_Directions for this task_: Scan the listing below for the word "PanelLayout" and copy every line that has it.

_Materials provided_:
::::

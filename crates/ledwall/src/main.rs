//! LED wall runtime — entry point.
//!
//! Drives a wall of chained LED panels from one virtual canvas.  The panel
//! arrangement comes from a TOML configuration file; every frame the canvas
//! is cut into panel squares and rearranged into the chained frame the panel
//! driver expects.
//!
//! # Usage
//!
//! ```text
//! ledwall <CONFIG> [OPTIONS]
//!
//! Options:
//!   --demo[=N]          Preview mode, canvas scaled by N [default: 1]
//!   --output <PATH>     Raw frame stream (physical) or PPM snapshot (preview)
//!   --frames <N>        Stop after N frames
//!   --skip-host-check   Drive the panels from any host
//! ```
//!
//! Logs go to stderr; in physical mode stdout carries the frame stream
//! unless `--output` names a FIFO or file.  Built with the `hardware`
//! feature, physical mode without `--output` drives the panels directly.
//!
//! # What happens at startup
//!
//! 1. CLI arguments are parsed with `clap`.
//! 2. The configuration file is loaded and the panel layout validated.  Any
//!    error aborts here.
//! 3. `tracing_subscriber` is initialised from `RUST_LOG`, falling back to
//!    the configured `log-level`.
//! 4. Physical mode checks the host name against `allowed-hosts`.
//! 5. The display sink is opened and a signal listener is spawned; it clears
//!    a shared `AtomicBool` on Ctrl+C or SIGTERM.
//! 6. If a helper is configured it is started and a wait screen runs until it
//!    reports ready.
//! 7. The configured scene runs until the flag is cleared, then the helper
//!    and the sink are released exactly once.

use std::{
    path::PathBuf,
    sync::{
        atomic::{AtomicBool, Ordering},
        Arc,
    },
    time::Duration,
};

use anyhow::Context;
use clap::Parser;
use tracing::{debug, info, warn};
use tracing_subscriber::EnvFilter;

use ledwall::{
    application::{
        compose_frame::{DisplaySink, RunMode, MAX_PREVIEW_SCALE},
        frame_loop::FrameLoop,
    },
    infrastructure::{
        display::{ppm::PpmSnapshotSink, stream::RawStreamSink},
        host::{check_host, hostname},
        storage::config::{load_config, WallConfig},
    },
    runtime::{release, run_wall},
};
use ledwall_core::{AddressMap, PanelLayout, SizeMetric};

/// How long the helper gets to exit after SIGTERM.
const HELPER_GRACE: Duration = Duration::from_secs(3);

// ── CLI argument definitions ──────────────────────────────────────────────────

/// Drives chained LED panels from a single virtual canvas.
#[derive(Debug, Parser)]
#[command(name = "ledwall", version)]
struct Cli {
    /// Path to the wall's TOML configuration file.
    #[arg(value_parser = existing_file)]
    config: PathBuf,

    /// Preview on this machine instead of driving the panels.
    ///
    /// `--demo` alone scales the canvas by 1; `--demo=3` by 3 (at most 16).
    #[arg(
        long,
        num_args = 0..=1,
        require_equals = true,
        default_missing_value = "1",
        value_parser = clap::value_parser!(u32).range(1..=i64::from(MAX_PREVIEW_SCALE))
    )]
    demo: Option<u32>,

    /// Physical mode: file or FIFO for the raw frame stream [default: stdout].
    /// Preview mode: PPM snapshot path [default: preview.ppm].
    #[arg(long)]
    output: Option<PathBuf>,

    /// Stop after this many frames.
    #[arg(long, value_parser = clap::value_parser!(u64).range(1..))]
    frames: Option<u64>,

    /// Allow physical mode on hosts not listed in `allowed-hosts`.
    #[arg(long, env = "LEDWALL_SKIP_HOST_CHECK")]
    skip_host_check: bool,
}

impl Cli {
    fn run_mode(&self) -> RunMode {
        match self.demo {
            Some(scale) => RunMode::Preview { scale },
            None => RunMode::Physical,
        }
    }
}

fn existing_file(value: &str) -> Result<PathBuf, String> {
    let path = PathBuf::from(value);
    if path.is_file() {
        Ok(path)
    } else {
        Err(format!("{value} should be a path to the config file"))
    }
}

// ── Entry point ───────────────────────────────────────────────────────────────

#[tokio::main]
async fn main() -> anyhow::Result<()> {
    let cli = Cli::parse();

    let config = load_config(&cli.config)
        .with_context(|| format!("failed to load {}", cli.config.display()))?;

    // ── Logging setup ─────────────────────────────────────────────────────────
    //
    // Logs go to stderr: stdout may be the frame stream.
    tracing_subscriber::fmt()
        .with_writer(std::io::stderr)
        .with_env_filter(
            EnvFilter::try_from_default_env()
                .or_else(|_| EnvFilter::try_new(&config.runtime.log_level))
                .unwrap_or_else(|_| EnvFilter::new("info")),
        )
        .init();

    let layout = Arc::new(config.layout()?);
    let mode = cli.run_mode();
    info!(
        config = %cli.config.display(),
        rows = layout.rows(),
        cols = layout.cols(),
        panels = layout.panel_count(),
        channels = layout.channel_count(),
        ?mode,
        "ledwall starting"
    );

    // ── Environment check ─────────────────────────────────────────────────────
    if mode == RunMode::Physical {
        if cli.skip_host_check {
            warn!("host check skipped");
        } else {
            check_host(&hostname(), &config.runtime.allowed_hosts)?;
        }
        info!("{}", chain_banner(&layout));
    }
    match layout.largest_rectangle(SizeMetric::Area) {
        Some(rect) => debug!(?rect, "largest fully populated rectangle"),
        None => debug!("layout has no fully populated rectangle"),
    }

    // ── Display sink ──────────────────────────────────────────────────────────
    let sink = open_sink(&cli, &config, &layout, mode)?;

    // ── Cancellation ──────────────────────────────────────────────────────────
    let running = Arc::new(AtomicBool::new(true));
    spawn_signal_listener(Arc::clone(&running));

    let mut frame_loop = FrameLoop::new(&layout, mode, sink, config.runtime.fps, running)?;
    if let Some(frames) = cli.frames {
        frame_loop = frame_loop.with_tick_limit(frames);
    }

    let outcome = run_wall(&mut frame_loop, &config, layout).await;

    // ── Cleanup (runs once) ───────────────────────────────────────────────────
    release(outcome.helper, &mut frame_loop, HELPER_GRACE).await;

    info!(frames = frame_loop.ticks(), "ledwall stopped");
    let exit = outcome.result?;
    debug!(?exit, "run finished");
    Ok(())
}

fn open_sink(
    cli: &Cli,
    config: &WallConfig,
    layout: &PanelLayout,
    mode: RunMode,
) -> anyhow::Result<Box<dyn DisplaySink>> {
    let sink: Box<dyn DisplaySink> = match mode {
        RunMode::Physical => {
            let order = config.runtime.pixel_order;
            match &cli.output {
                Some(path) => Box::new(
                    RawStreamSink::to_path(path, AddressMap::new(layout).physical_size(), order)
                        .context("failed to open frame stream")?,
                ),
                #[cfg(feature = "hardware")]
                None => {
                    use ledwall::infrastructure::display::matrix::{MatrixGeometry, MatrixSink};
                    Box::new(
                        MatrixSink::open(MatrixGeometry::for_layout(layout), order)
                            .context("failed to open rgb matrix")?,
                    )
                }
                #[cfg(not(feature = "hardware"))]
                None => Box::new(RawStreamSink::to_stdout(
                    AddressMap::new(layout).physical_size(),
                    order,
                )),
            }
        }
        RunMode::Preview { .. } => {
            let path = cli
                .output
                .clone()
                .unwrap_or_else(|| PathBuf::from("preview.ppm"));
            info!(path = %path.display(), "writing preview snapshots");
            Box::new(PpmSnapshotSink::new(path))
        }
    };
    Ok(sink)
}

/// `"2 channel(s) of [4*64=256 LED] X [64 LED]"`.
fn chain_banner(layout: &PanelLayout) -> String {
    let size = layout.panel_size();
    let per_chain = layout.panels_per_channel();
    format!(
        "{} channel(s) of [{}*{}={} LED] X [{} LED]",
        layout.channel_count(),
        per_chain,
        size,
        per_chain * size,
        size
    )
}

// ── Signal handling ───────────────────────────────────────────────────────────

/// Clears `running` on the first Ctrl+C or SIGTERM.  Cleanup is left to the
/// frame loop's caller.
fn spawn_signal_listener(running: Arc<AtomicBool>) {
    tokio::spawn(async move {
        wait_for_shutdown_signal().await;
        info!("shutdown requested");
        running.store(false, Ordering::SeqCst);
    });
}

#[cfg(unix)]
async fn wait_for_shutdown_signal() {
    use tokio::signal::unix::{signal, SignalKind};

    match signal(SignalKind::terminate()) {
        Ok(mut terminate) => {
            tokio::select! {
                _ = tokio::signal::ctrl_c() => {}
                _ = terminate.recv() => {}
            }
        }
        Err(e) => {
            warn!(error = %e, "SIGTERM handler unavailable, listening for Ctrl+C only");
            let _ = tokio::signal::ctrl_c().await;
        }
    }
}

#[cfg(not(unix))]
async fn wait_for_shutdown_signal() {
    let _ = tokio::signal::ctrl_c().await;
}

::::

_Response to this exercise_:
use ledwall_core::{AddressMap, PanelLayout, SizeMetric};
    layout: &PanelLayout,
fn chain_banner(layout: &PanelLayout) -> String {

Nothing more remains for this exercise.